Obviously, lowering the CPU clock rate will proportionally reduce the dynamic power consumption. Since the dynamic power consumption is quadratic with the power supply voltage, the power consumption can be greatly reduced by lowering the voltage without affecting the system performance. However, for a particular set of tasks, lowering the CPU clock rate will also proportionally extend the time it takes to execute the task set, so the application must be carefully analyzed to ensure that its real-time requirements are met.
Static power consumption is mainly due to transistor leakage current. In general, the static power consumption of CMOS circuits is very low, which is negligible compared to its dynamic power consumption. Embedded applications typically "idle" the CPU clock during periods of inactivity to reduce dynamic power consumption, significantly reducing overall power consumption. In the future design, special attention must be paid to the static power problem, because the leakage current of the new transistor with higher performance will be significantly improved.
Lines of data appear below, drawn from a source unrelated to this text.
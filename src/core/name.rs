/*!
 * Process Names
 * Inline-optimized names for handles, looked up by the facade's `find`
 */

use serde::{Deserialize, Serialize};
use smartstring::alias::String as SmartString;
use std::fmt;

/// Human-readable process name; not required to be unique
///
/// # Performance
///
/// Names up to 23 bytes are stored inline, so naming a handle on the
/// submission path does not allocate.
#[derive(Clone, Debug, PartialEq, Eq, Hash, Default, Serialize, Deserialize)]
#[repr(transparent)]
pub struct ProcessName {
    inner: SmartString,
}

impl ProcessName {
    #[inline]
    pub fn new() -> Self {
        Self {
            inner: SmartString::new(),
        }
    }

    #[inline(always)]
    pub fn as_str(&self) -> &str {
        self.inner.as_str()
    }

    /// Check if the name is stored inline (no heap allocation)
    #[inline]
    pub fn is_inline(&self) -> bool {
        self.inner.is_inline()
    }

    #[inline(always)]
    pub fn is_empty(&self) -> bool {
        self.inner.is_empty()
    }
}

impl From<&str> for ProcessName {
    #[inline]
    fn from(s: &str) -> Self {
        Self {
            inner: SmartString::from(s),
        }
    }
}

impl From<String> for ProcessName {
    #[inline]
    fn from(s: String) -> Self {
        Self {
            inner: SmartString::from(s),
        }
    }
}

impl From<&String> for ProcessName {
    #[inline]
    fn from(s: &String) -> Self {
        Self::from(s.as_str())
    }
}

impl AsRef<str> for ProcessName {
    #[inline(always)]
    fn as_ref(&self) -> &str {
        self.as_str()
    }
}

impl PartialEq<str> for ProcessName {
    fn eq(&self, other: &str) -> bool {
        self.as_str() == other
    }
}

impl PartialEq<&str> for ProcessName {
    fn eq(&self, other: &&str) -> bool {
        self.as_str() == *other
    }
}

impl fmt::Display for ProcessName {
    fn fmt(&self, f: &mut fmt::Formatter<'_>) -> fmt::Result {
        f.write_str(self.as_str())
    }
}

#[cfg(test)]
mod tests {
    use super::*;

    #[test]
    fn test_short_names_inline() {
        let name = ProcessName::from("physics.step");
        assert!(name.is_inline());
        assert_eq!(name, "physics.step");
    }

    #[test]
    fn test_long_names_heap_allocated() {
        let name = ProcessName::from("streaming.texture.upload.for.the.entire.world");
        assert!(!name.is_inline());
        assert!(name.as_str().starts_with("streaming"));
    }

    #[test]
    fn test_serialization() {
        let name = ProcessName::from("timer");
        let json = serde_json::to_string(&name).unwrap();
        assert_eq!(json, "\"timer\"");
        let back: ProcessName = serde_json::from_str(&json).unwrap();
        assert_eq!(back, name);
    }
}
Embedded system common technology
Commonly used power management techniques can be divided into two categories: when implemented through early hardware design decisions, or when the system is running. Early design decisions are critical to meeting performance and power consumption. The top ten factors that need to be considered in the design are listed below, including hardware selection, design strategy, and architecture choices. Most of the elements are basic requirements for embedded systems, while others need to be considered separately. Although the following decisions were made early in the design, some still need to be revalidated throughout the design cycle. As listed below:
1. Select a low power component;
2. Split voltage and clock domain;
3. Support voltage and frequency adjustment functions;
4. Enable the hold voltage gating function;
5. Reduce polling by software using interrupts;
6. Adopt a hierarchical memory model;
7. Reduce the output load;
8. Turn off power supply to non-critical resources when the system starts up;
9. Minimize the number of active PLLs;
10. Use the clock divider to quickly change the frequency.
Once the system architecture is determined, the design team needs to turn its attention to the system runtime environment. The 14 items listed below should always pay attention to most of them during the design process:
1. Turn off the gated clock when it is not needed;
2. Proactively turn off unnecessary power consumption during the boot process;
3. Supply power to the subsystem only when needed;
4. Activate the peripheral low power mode;
5. Make full use of the peripheral activity status detector;
6. Use the auto refresh mode;
7. Benchmark the application to determine the minimum frequency and voltage required;
8. Adjust the CPU frequency and voltage according to the overall activity;
9. Dynamically adjust the CPU frequency and voltage to match the expected workload;
10. Optimize the execution speed of the code;
11. Use low power code sequences and data patterns;
12. Use code coverage techniques to reduce the need for high-speed memory;
13. Enter the simplified function mode when replacing the power supply;
14. Balance accuracy versus power consumption.
Experienced design teams must be at least conceptually familiar with the above-mentioned embedded system application design points (some of which are related to DSP circuits). Any design that reduces power consumption can have a negative impact on performance or cause system instability.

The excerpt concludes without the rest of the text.